The colored design threads are Paternayan needlepoint (triple-ply) wool yarn, unplied to be used singly. The tie-down threads are fine white and black cotton. Each element of the design is outlined by the dark background linen to create the stained glass window effect. It was woven “sidewise” on a 40” wide, 12-shaft loom, starting on the left with the angel.
The Mural was many years in the making. A trial sample measuring 12 x 22 inches was woven in 1976 with colors on hand but the search for the right size wool in the correct colors delayed the full scale weaving for several years. The range of colors was at last discovered and the weaving of the full-size Mural was started in the fall of 1993 and was completed in 1998. The weaving was unusually slow because of the intricate handwork, progressing about one inch per day. A great deal of hand finishing on the back of the fabric was done slowly over the next few years. Sonja Wahl did the finishing in 2005.
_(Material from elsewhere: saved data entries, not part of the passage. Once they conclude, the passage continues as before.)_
//! Shared harness for the HTTP integration tests.
//!
//! Drives the real router through `tower::ServiceExt::oneshot`, with
//! in-memory fakes standing in for PostgreSQL, the page fetcher, and the
//! enrichment model, so the full request pipeline (session middleware,
//! handlers, extraction) runs without external services.

use std::sync::{Arc, Mutex};

use async_trait::async_trait;
use axum::body::Body;
use axum::http::{header, Method, Request};
use axum::response::Response;
use axum::Router;
use chrono::Utc;
use http_body_util::BodyExt;
use tower::ServiceExt;
use uuid::Uuid;

use api_lib::config::Config;
use api_lib::web::{api_router, state::AppState};
use wikiquiz_core::domain::{
    Difficulty, Enrichment, KeyEntities, PageDigest, QuizDraft, QuizQuestion, Scrape,
    ScrapeSummary, User, UserCredentials,
};
use wikiquiz_core::ports::{
    DatabaseService, EnrichmentService, PageFetchService, PortError, PortResult,
};

/// Secret shared between the test config and tests that hand-craft tokens.
pub const TEST_JWT_SECRET: &str = "integration-test-secret-that-is-long-enough";

/// A wiki-shaped page served by the fake fetcher.
pub const CAT_PAGE: &str = r#"
    <html><body>
    <h1 id="firstHeading">Cat</h1>
    <div class="mw-content-ltr">
        <table class="infobox">
            <tbody>
                <tr>
                    <th class="infobox-label">Kingdom</th>
                    <td class="infobox-data">Animalia</td>
                </tr>
            </tbody>
        </table>
        <p>The cat is a small domesticated carnivorous mammal.</p>
        <p>It is the only domesticated species of the family Felidae.</p>
    </div>
    <div class="mw-heading mw-heading2"><h2>Etymology</h2></div>
    <div class="mw-heading mw-heading2"><h2>Taxonomy</h2></div>
    </body></html>
"#;

/// A page that fails extraction: no title heading.
pub const TITLELESS_PAGE: &str = "<html><body><p>nothing here</p></body></html>";

/// A three-question enrichment the fake model hands back.
pub fn sample_enrichment() -> Enrichment {
    let question = |text: &str, answer: &str, difficulty: Difficulty| QuizDraft {
        question: text.to_string(),
        options: vec![
            answer.to_string(),
            "Wrong A".to_string(),
            "Wrong B".to_string(),
            "Wrong C".to_string(),
        ],
        answer: answer.to_string(),
        difficulty,
        explanation: format!("The text states: {answer}."),
    };

    Enrichment {
        quiz: vec![
            question("What family does the cat belong to?", "Felidae", Difficulty::Easy),
            question("What kind of animal is the cat?", "Mammal", Difficulty::Medium),
            question("What kingdom is listed in the infobox?", "Animalia", Difficulty::Hard),
        ],
        key_entities: KeyEntities {
            people: vec![],
            organizations: vec!["International Cat Association".to_string()],
            locations: vec!["Near East".to_string()],
        },
        related_topics: vec![
            "Felidae".to_string(),
            "Domestication".to_string(),
            "Carnivore".to_string(),
        ],
        summary: "The cat is a small domesticated carnivorous mammal.".to_string(),
    }
}

//=========================================================================================
// Fake port implementations
//=========================================================================================

#[derive(Default)]
struct FakeDbInner {
    users: Vec<UserCredentials>,
    scrapes: Vec<Scrape>,
}

/// In-memory stand-in for the PostgreSQL adapter. Mirrors its semantics:
/// conflicts on duplicate username/email, all-or-nothing scrape creation,
/// owner-scoped reads.
#[derive(Default)]
pub struct FakeDb {
    inner: Mutex<FakeDbInner>,
}

impl FakeDb {
    pub fn user_count(&self) -> usize {
        self.inner.lock().unwrap().users.len()
    }

    pub fn scrape_count(&self) -> usize {
        self.inner.lock().unwrap().scrapes.len()
    }
}

#[async_trait]
impl DatabaseService for FakeDb {
    async fn create_user(
        &self,
        username: &str,
        email: &str,
        password_hash: &str,
    ) -> PortResult<User> {
        let mut inner = self.inner.lock().unwrap();
        if inner
            .users
            .iter()
            .any(|u| u.username == username || u.email == email)
        {
            return Err(PortError::Conflict("User already exists".to_string()));
        }
        let credentials = UserCredentials {
            id: Uuid::new_v4(),
            username: username.to_string(),
            email: email.to_string(),
            password_hash: password_hash.to_string(),
        };
        let user = User {
            id: credentials.id,
            username: credentials.username.clone(),
            email: credentials.email.clone(),
        };
        inner.users.push(credentials);
        Ok(user)
    }

    async fn find_credentials_by_username(
        &self,
        username: &str,
    ) -> PortResult<Option<UserCredentials>> {
        let inner = self.inner.lock().unwrap();
        Ok(inner
            .users
            .iter()
            .find(|u| u.username == username)
            .cloned())
    }

    async fn find_user_by_email(&self, email: &str) -> PortResult<Option<User>> {
        let inner = self.inner.lock().unwrap();
        Ok(inner.users.iter().find(|u| u.email == email).map(|u| User {
            id: u.id,
            username: u.username.clone(),
            email: u.email.clone(),
        }))
    }

    async fn create_scrape(
        &self,
        user_id: Uuid,
        url: &str,
        digest: &PageDigest,
        enrichment: &Enrichment,
    ) -> PortResult<Scrape> {
        let scrape_id = Uuid::new_v4();
        let quiz = enrichment
            .quiz
            .iter()
            .map(|draft| QuizQuestion {
                id: Uuid::new_v4(),
                scrape_id,
                question: draft.question.clone(),
                options: draft.options.clone(),
                answer: draft.answer.clone(),
                difficulty: draft.difficulty,
                explanation: draft.explanation.clone(),
            })
            .collect();
        let scrape = Scrape {
            id: scrape_id,
            user_id,
            url: url.to_string(),
            title: digest.title.clone(),
            summary: enrichment.summary.clone(),
            sections: digest.sections.clone(),
            key_entities: enrichment.key_entities.clone(),
            related_topics: enrichment.related_topics.clone(),
            created_at: Utc::now(),
            quiz,
        };
        self.inner.lock().unwrap().scrapes.push(scrape.clone());
        Ok(scrape)
    }

    async fn list_scrapes_for_user(&self, user_id: Uuid) -> PortResult<Vec<ScrapeSummary>> {
        let inner = self.inner.lock().unwrap();
        let mut summaries: Vec<ScrapeSummary> = inner
            .scrapes
            .iter()
            .filter(|s| s.user_id == user_id)
            .map(|s| ScrapeSummary {
                id: s.id,
                url: s.url.clone(),
                title: s.title.clone(),
                created_at: s.created_at,
            })
            .collect();
        summaries.sort_by(|a, b| b.created_at.cmp(&a.created_at));
        Ok(summaries)
    }

    async fn get_scrape_for_user(
        &self,
        user_id: Uuid,
        scrape_id: Uuid,
    ) -> PortResult<Option<Scrape>> {
        let inner = self.inner.lock().unwrap();
        Ok(inner
            .scrapes
            .iter()
            .find(|s| s.id == scrape_id && s.user_id == user_id)
            .cloned())
    }
}

/// Serves a fixed HTML body for every URL.
pub struct FakeFetcher {
    html: String,
}

impl FakeFetcher {
    pub fn new(html: &str) -> Self {
        Self {
            html: html.to_string(),
        }
    }
}

#[async_trait]
impl PageFetchService for FakeFetcher {
    async fn fetch(&self, _url: &str) -> PortResult<String> {
        Ok(self.html.clone())
    }
}

/// Hands back a fixed enrichment, or fails the way the real adapter does
/// when the model's reply is not JSON.
pub struct FakeEnricher {
    reply: Option<Enrichment>,
}

impl FakeEnricher {
    pub fn returning(enrichment: Enrichment) -> Self {
        Self {
            reply: Some(enrichment),
        }
    }

    pub fn malformed() -> Self {
        Self { reply: None }
    }
}

#[async_trait]
impl EnrichmentService for FakeEnricher {
    async fn enrich(&self, _digest: &PageDigest) -> PortResult<Enrichment> {
        match &self.reply {
            Some(enrichment) => Ok(enrichment.clone()),
            None => Err(PortError::InvalidModelReply(
                "expected value at line 1 column 1".to_string(),
            )),
        }
    }
}

//=========================================================================================
// App construction and request helpers
//=========================================================================================

/// Build a test `Config` with safe defaults; nothing in it reaches the
/// network during tests.
pub fn test_config() -> Config {
    Config {
        bind_address: "127.0.0.1:0".parse().unwrap(),
        database_url: "postgres://unused".to_string(),
        log_level: tracing::Level::INFO,
        jwt_secret: TEST_JWT_SECRET.to_string(),
        openai_api_key: None,
        openai_base_url: None,
        enrich_model: "test-model".to_string(),
        frontend_origin: "http://localhost:3000".to_string(),
    }
}

/// Build the application router exactly as the binary does, minus CORS and
/// Swagger, so tests exercise the same middleware and handlers.
pub fn build_test_app(
    db: Arc<dyn DatabaseService>,
    fetcher: Arc<dyn PageFetchService>,
    enricher: Arc<dyn EnrichmentService>,
) -> Router {
    let state = Arc::new(AppState {
        db,
        fetcher,
        enricher,
        config: Arc::new(test_config()),
    });
    api_router(state)
}

/// The standard happy-path app: fake db, cat page, three-question model.
pub fn happy_app() -> (Arc<FakeDb>, Router) {
    let db = Arc::new(FakeDb::default());
    let app = build_test_app(
        db.clone(),
        Arc::new(FakeFetcher::new(CAT_PAGE)),
        Arc::new(FakeEnricher::returning(sample_enrichment())),
    );
    (db, app)
}

pub async fn post_json(app: Router, uri: &str, body: serde_json::Value) -> Response {
    let request = Request::builder()
        .method(Method::POST)
        .uri(uri)
        .header(header::CONTENT_TYPE, "application/json")
        .body(Body::from(body.to_string()))
        .unwrap();
    app.oneshot(request).await.unwrap()
}

pub async fn post_json_with_cookie(
    app: Router,
    uri: &str,
    cookie: &str,
    body: serde_json::Value,
) -> Response {
    let request = Request::builder()
        .method(Method::POST)
        .uri(uri)
        .header(header::CONTENT_TYPE, "application/json")
        .header(header::COOKIE, cookie)
        .body(Body::from(body.to_string()))
        .unwrap();
    app.oneshot(request).await.unwrap()
}

pub async fn get_with_cookie(app: Router, uri: &str, cookie: &str) -> Response {
    let request = Request::builder()
        .method(Method::GET)
        .uri(uri)
        .header(header::COOKIE, cookie)
        .body(Body::empty())
        .unwrap();
    app.oneshot(request).await.unwrap()
}

pub async fn body_json(response: Response) -> serde_json::Value {
    let bytes = response.into_body().collect().await.unwrap().to_bytes();
    serde_json::from_slice(&bytes).expect("response body should be JSON")
}

/// Extracts the `access_token=<jwt>` pair from a register/login response,
/// ready to be sent back as a `Cookie` header.
pub fn session_cookie_from(response: &Response) -> String {
    let set_cookie = response
        .headers()
        .get(header::SET_COOKIE)
        .expect("response should set a session cookie")
        .to_str()
        .unwrap();
    set_cookie.split(';').next().unwrap().to_string()
}

/// Registers a user and returns the session cookie pair.
pub async fn register_user(app: &Router, username: &str, email: &str) -> String {
    let response = post_json(
        app.clone(),
        "/register",
        serde_json::json!({
            "username": username,
            "password": "correct horse battery staple",
            "email": email,
        }),
    )
    .await;
    assert_eq!(response.status(), axum::http::StatusCode::CREATED);
    session_cookie_from(&response)
}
It was a pleasure to weave, fulfilling a dream to be shared and enjoyed with others. It remains untitled because
everyone who has seen it seems to have a personal response to it. It was thought best to leave it that way.
Ruth N. Holroyd was a weaving instructor from 1963 to 2011. She taught privately in her home studio, locally at The Memorial Art Gallery Creative Workshop and the Weaving Studio at Chautauqua Institution. She also taught nationally at Regional and National Weaving Conferences and Weaver’s Guilds Workshops throughout the country and internationally, including a 5-week teaching tour in South Africa. She has published a three-volum
e set of books based upon two historical manuscript weaving pattern books dated 1790 and 1834. She was technical adviser to the Curator of the Handweaving Museum in Clayton, a member of the Collection Committee there and is preparing her own lifelong teaching collections for transfer to the Museum.
Ruth retired from weaving in 2011 and has 4 sons, 13 grandchildren and 15 great-grandchildren. In 2011, Ruth moved in with her son Hilding and his wife, Judi, outside of St. Louis, MO. She moved backto Webster in 2016 and lives with her son Graham and his wife, Karen. Her husband, Edmond W. Holroyd, Jr. died on All Saints Day, November 1, 1983.